Telomere shortening in cultured human dermal fibroblasts is associated with acute photodamage induced by UVA irradiation

Introduction: Photoaging is the superposition of chronic ultraviolet (UV)-induced damage on intrinsic aging. Telomere length is a molecular marker of cell aging, and genomic instability due to telomere shortening has been linked to several aging-related diseases. Aim: To explore the effects of different doses of ultraviolet A (UVA) on the length of telomeres in human skin fibroblasts and partly reveal the mechanism of skin photoaging initiated by UVA irradiation. Material and methods: Primary cultured human skin fibroblasts were irradiated with different doses of UVA light. Cell viability, cell cycle phase, beta-galactosidase, and the length of telomeres were assessed by 3-(4,5-dimethylthiazol-2-yl)-2,5-diphenyltetrazolium bromide assay, flow cytometry, cytochemical staining, and real-time polymerase chain reactions, respectively. Results: After UVA irradiation, inhibited proliferation, S phase accumulation and increased expression of senescence-associated beta-galactosidase were observed in cultured fibroblasts.

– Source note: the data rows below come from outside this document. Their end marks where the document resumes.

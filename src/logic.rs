//! Core behaviors shared by both HTTP and WebSocket handlers.
//!
//! This includes:
//!   - Loading a problem by id
//!   - Evaluating a submission against a problem's test cases
//!   - Requesting a hint for a problem and the current code

use tracing::{error, instrument};

use crate::domain::{Problem, Submission};
use crate::hint::HintError;
use crate::runner::RunReport;
use crate::state::AppState;

#[instrument(level = "info", skip(state), fields(%id))]
pub async fn load_problem(state: &AppState, id: &str) -> Result<Problem, crate::store::LoadError> {
  state.loader.load(id).await
}

#[instrument(level = "info", skip(state, problem, submission), fields(problem = %problem.id))]
pub async fn submit_solution(state: &AppState, problem: &Problem, submission: &Submission) -> RunReport {
  state.runner.run(problem, submission).await
}

#[instrument(level = "info", skip(state, problem, code, prompt), fields(problem = %problem.id, code_len = code.len(), prompt_len = prompt.len()))]
pub async fn request_hint(state: &AppState, problem: &Problem, code: &str, prompt: &str) -> Result<String, HintError> {
  let Some(client) = &state.hints else {
    error!(target: "hints", problem = %problem.id, "Hint requested but no hint endpoint is configured");
    return Err(HintError::Unavailable);
  };
  client
    .request_hint(&problem.description, code, prompt)
    .await
    .map_err(|e| {
      error!(target: "hints", problem = %problem.id, error = %e, "Error fetching AI hint");
      e
    })
}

Moreover, the length of telomeres in UVA-treated cells was shortened in a dose-dependent manner as compared to controls (p < 0.05). Conclusions: These results suggest that telomere length in human dermal fibroblasts can be shortened by a single high dosage of UVA radiation, and that acute photodamage might contribute to early photoaging in human skin via rapid telomere shortening. This study potentially provides the basis for better understanding of the molecular mechanism of photoaging.